Find "Subscriber(Box<dyn std::error::Error +" in the data below; transcribe the line it appears on and each line after it, exactly, to the end, and nothing else.

=== Data in this exercise ===
---*---

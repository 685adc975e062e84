use crate::config::TelemetryConfig;
use tracing_subscriber::filter::ParseError;
use tracing_subscriber::EnvFilter;

#[derive(Debug, thiserror::Error)]
pub enum TelemetryError {
    #[error("invalid log level/filter '{value}': unable to build EnvFilter")]
    EnvFilter {
        value: String,
        #[source]
        source: ParseError,
    },
    #[error("telemetry error: {0}")]
    Subscriber(Box<dyn std::error::Error + Send + Sync>),
}

/// Resolve the filter directive, letting `RUST_LOG` take precedence over the configured level.
pub fn env_filter(config: &TelemetryConfig) -> Result<EnvFilter, TelemetryError> {
    match EnvFilter::try_from_default_env() {
        Ok(filter) => Ok(filter),
        Err(_) => {
            EnvFilter::try_new(&config.log_level).map_err(|source| TelemetryError::EnvFilter {
                value: config.log_level.clone(),
                source,
            })
        }
    }
}

pub fn init(config: &TelemetryConfig) -> Result<(), TelemetryError> {
    let env_filter = env_filter(config)?;

    tracing_subscriber::fmt()
        .with_env_filter(env_filter)
        .with_target(false)
        .compact()
        .with_ansi(config.ansi)
        .try_init()
        .map_err(TelemetryError::Subscriber)
}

---*---

=== Exercise response ===
    Subscriber(Box<dyn std::error::Error + Send + Sync>),
}

/// Resolve the filter directive, letting `RUST_LOG` take precedence over the configured level.
pub fn env_filter(config: &TelemetryConfig) -> Result<EnvFilter, TelemetryError> {
    match EnvFilter::try_from_default_env() {
        Ok(filter) => Ok(filter),
        Err(_) => {
            EnvFilter::try_new(&config.log_level).map_err(|source| TelemetryError::EnvFilter {
                value: config.log_level.clone(),
                source,
            })
        }
    }
}

pub fn init(config: &TelemetryConfig) -> Result<(), TelemetryError> {
    let env_filter = env_filter(config)?;

    tracing_subscriber::fmt()
        .with_env_filter(env_filter)
        .with_target(false)
        .compact()
        .with_ansi(config.ansi)
        .try_init()
        .map_err(TelemetryError::Subscriber)
}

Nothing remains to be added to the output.